The Sun itself can be seen through a long duct when it is several degrees below the astronomical horizon; however, its image is then so distorted that any intervening terrestrial object (such as an island, a mountain, or even a cloud) would probably also be so distorted that its silhouette against the Sun would be unrecognizable. Some extreme claims can surely be discounted, such as Jessen's 1914 illusion. (Jessen claimed to have seen a mountain nearly 900 km away, but he certainly did not; Korzenewsky (1923), who refers to this report in a footnote, somehow inflated that to 1177 km.)
What's the record for visibility without help from the silhouetting effect? I think that might belong to the report of the expedition led by Korzenewsky (1923), who reported seeing snow-capped peaks of a mountain range 750 km away. Conditions were perfect: the lower atmosphere was in shadow at sunset; the peaks were quite high (4650 meters, or over 15,000 feet); they were covered with white snow, increasing their visibility; and there must also have been considerable looming to bring these distant features above the observers' horizon. As the observation was made on June 1, near the peak of superior-mirage season, the looming is not improbable, though the amount required is hard to believe. The observers themselves were in the deserts of Turkestan [now southeastern Kazakhstan] at a height of nearly a kilometer, where the dryness of the air favored extreme clarity, and looking across a broad, sandy depression. And, of course, much of the air path was in thinner air well above ground level, because of the mountains' height.

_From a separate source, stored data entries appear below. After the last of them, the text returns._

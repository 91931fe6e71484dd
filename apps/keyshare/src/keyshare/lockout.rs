//! Progressive lockout policy for PIN brute-force protection.
//!
//! Failures below the threshold only count. Once the failure counter reaches
//! the threshold, every further failure locks the account for an
//! exponentially growing window:
//!
//! ```text
//! backoff(n) = min(base * 2^(n - threshold), max)   for n >= threshold
//! ```

use std::time::Duration;

/// Default number of failures before the first lockout.
pub const DEFAULT_MAX_ATTEMPTS: u32 = 3;
/// Default first lockout window.
pub const DEFAULT_BACKOFF_BASE: Duration = Duration::from_secs(60);
/// Default upper bound on the lockout window.
pub const DEFAULT_BACKOFF_MAX: Duration = Duration::from_secs(24 * 60 * 60);

/// Exponential lockout policy.
#[derive(Clone, Debug, PartialEq, Eq)]
pub struct LockoutPolicy {
    /// Failures allowed before the first lockout.
    pub threshold: u32,
    /// Lockout window at the threshold.
    pub base: Duration,
    /// Cap on the lockout window.
    pub max: Duration,
}

impl Default for LockoutPolicy {
    fn default() -> Self {
        Self {
            threshold: DEFAULT_MAX_ATTEMPTS,
            base: DEFAULT_BACKOFF_BASE,
            max: DEFAULT_BACKOFF_MAX,
        }
    }
}

impl LockoutPolicy {
    pub fn new(threshold: u32, base: Duration, max: Duration) -> Self {
        Self {
            threshold: threshold.max(1),
            base,
            max: max.max(base),
        }
    }

    /// Lockout window after `failures` consecutive failures, or `None` while
    /// still below the threshold.
    pub fn lockout_duration(&self, failures: u32) -> Option<Duration> {
        if !self.is_locked(failures) {
            return None;
        }

        let level = (failures - self.threshold).min(32);
        let factor = 1u32.checked_shl(level).unwrap_or(u32::MAX);
        let window = self
            .base
            .checked_mul(factor)
            .map_or(self.max, |d| d.min(self.max));

        Some(window)
    }

    /// Attempts left before the next failure triggers a lockout.
    pub fn remaining_attempts(&self, failures: u32) -> u32 {
        self.threshold.saturating_sub(failures)
    }

    /// Check if `failures` consecutive failures put the account into lockout.
    pub fn is_locked(&self, failures: u32) -> bool {
        failures >= self.threshold
    }
}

For less extreme, but very reliable, observations, consider some listed by Commander C. L. Garner of the Coast and Geodetic Survey in 1933. He says that instrumental measurements were made in both directions “between Mt. Shasta and Mt. St. Helena in California, a distance of 192 miles.” [That's 309 km.] Apparently this was done in normal conditions, with no looming; heliotropes having 12-inch [30-cm] mirrors were used. He also credits the 1911 sighting of the Fairweather Mountains in Alaska from the ship Explorer from the Gulf of Alaska, 330 miles [531 km] away.